Çin, ordusunu ve tüm Pasifik bölgesini yeniden yapılandırdı

Çin Halk Kurtuluş Ordusu, yıllarca etkisiz kabul edildi

Çin birlikleri, Şanghay İşbirliği Örgütü ülkeleriyle 2016 askeri tatbikatları sırasında (AFP)
Çin birlikleri, Şanghay İşbirliği Örgütü ülkeleriyle 2016 askeri tatbikatları sırasında (AFP)
TT

Çin, ordusunu ve tüm Pasifik bölgesini yeniden yapılandırdı

Çin birlikleri, Şanghay İşbirliği Örgütü ülkeleriyle 2016 askeri tatbikatları sırasında (AFP)
Çin birlikleri, Şanghay İşbirliği Örgütü ülkeleriyle 2016 askeri tatbikatları sırasında (AFP)

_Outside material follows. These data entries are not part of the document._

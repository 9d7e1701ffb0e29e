//! Employee and store master records.
//!
//! Owned by the external master dataset. The core only reads them.

use crate::types::{EmployeeId, Role, SheetType, StoreId};
use chrono::NaiveDate;
use serde::{Deserialize, Serialize};

#[derive(Debug, Clone, PartialEq, Serialize, Deserialize)]
#[serde(rename_all = "camelCase")]
pub struct Employee {
    pub employee_id: EmployeeId,
    pub employee_code: String,
    pub name: String,
    #[serde(default, skip_serializing_if = "Option::is_none")]
    pub name_kana: Option<String>,
    pub role: Role,
    pub store_id: StoreId,
    #[serde(default, skip_serializing_if = "Option::is_none")]
    pub grade: Option<String>,
    pub active: bool,
    pub joined_at: NaiveDate,
    /// Months of service.
    #[serde(default, skip_serializing_if = "Option::is_none")]
    pub tenure: Option<u32>,
    #[serde(default)]
    pub display_order: u32,
}

impl Employee {
    pub fn sheet_type(&self) -> SheetType {
        self.role.sheet_type()
    }
}

#[derive(Debug, Clone, PartialEq, Serialize, Deserialize)]
#[serde(rename_all = "camelCase")]
pub struct Store {
    pub store_id: StoreId,
    pub store_code: String,
    pub store_name: String,
    #[serde(default, skip_serializing_if = "Option::is_none")]
    pub brand: Option<String>,
    pub area: String,
    pub active: bool,
    #[serde(default)]
    pub display_order: u32,
}

/// `employees` record set envelope.
#[derive(Debug, Clone, Default, Serialize, Deserialize)]
pub struct EmployeesData {
    pub version: u32,
    pub items: Vec<Employee>,
}

/// `stores` record set envelope.
#[derive(Debug, Clone, Default, Serialize, Deserialize)]
pub struct StoresData {
    pub version: u32,
    pub items: Vec<Store>,
}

Şi Cinping yönetiminin on yılı boyunca Çin Halk Cumhuriyeti, dünyanın en büyük deniz filosunu kurdu. Dünyanın en büyük profesyonel ordusunu yeniden yapılandıran Pekin bu süreçte düşmanlarını alarma geçirebilecek nükleer ve balistik bir cephanelik geliştirdi.
Çin’in komşuları, bu yöntemi takip etmeye çalışırken, Şi Cinping’in üçüncü beş yıllık dönemine Asya- Pasifik bölgesindeki silahlanma yarışının hızlanması eşlik edecek gibi görünüyor.
Denizin derinliklerinde deniz donanması geliştiren Güney Kore’den nükleer denizaltı satın alan Avustralya’ya ve diğer ülkelere kadar silah alımları arttı.
Merkezi Londra’da bulunan Uluslararası Stratejik Araştırmalar Enstitüsü’ne göre Asya - Pasifik bölgesinde geçen yıl savunma harcamaları bir trilyon doları aştı.
Son on yılda Çin, Filipinler ve Vietnam askeri harcamalarını ikiye katladı. Güney Kore, Hindistan ve Pakistan da onlardan pek de uzakta değil.
Japonya bile ‘giderek daha şiddetli’ bir güvenlik ortamına değinirken, bu yıl savunma alanında rekor bir bütçe sunarak çekincelere son verdi.
Şu anda Siyasi Stratejisi Enstitüsü’nde eski bir Avustralya savunma yetkilisi olan Malcolm Davis, “Hint- Pasifik bölgesindeki tüm büyük oyuncular, Çin ordusunun modernizasyonuna mümkün olan en kısa sürede yanıt veriyor” dedi.
çin 2 afp.jpg
2021’deki askeri tatbikatlar sırasında Çin birlikleri (AFP)

Zayıflıktan reformlara
Yıllar boyunca Halk Kurtuluş Ordusu’nun modası geçmiş ve etkisiz olduğu düşünüldü. Ancak bir tarihçi onu ‘dünyanın en büyük askeri müzesi’ olarak nitelendirdi.
Çin ordusu, eski Sovyetler Birliği tarafından yapılan eski askeri teçhizatla donatılmıştı ve yolsuzluklarla doluydu. Öncelikle dışarıda iyi performans göstermeyen piyade birimlerine dayanıyordu.
Kore Savaşı sırasında Halk Kurtuluş Ordusu, Kuzey Kore yanında müdahale etti ve Batı’ya göre 400 bin, Pekin’e göre ise 180 bin kişi hayatını kaybetti. 1979 yılında ise kısa ama kanlı bir savaş sırasında Vietnam ile karşı karşıya kaldı.
Şi Cinping, 2013 yılında silahlı kuvvetlerin başkomutanı olduğunda reformlar başlattı. Bu reformlar, 1990’larda Körfez Savaşı ve Üçüncü Tayvan Boğazı Krizi sırasında ABD’nin askeri becerisine hayran olan Jiang Zemin tarafından müjdelenmişti.
Şarku’l Avsat’ın AFP’den aktardığı habere göre Stratejik Danışman Alexander Neill, “Ancak bu çabalar, Şi Cinping’in gelişiyle birlikte yeteneklere dönüşmeye başladı” dedi. Ayrıca Halk Kurtuluş Ordusu, Ukrayna’dan satın aldığı ilk uçak gemisini ve Sovyet Sukhoi’den ilham alınan J-15 avcı- bombardıman uçaklarını hizmete soktu.
çin 3 afp.jpg
Çin uçak gemisi ‘Liaoning’, Hong Kong açıklarında (AFP)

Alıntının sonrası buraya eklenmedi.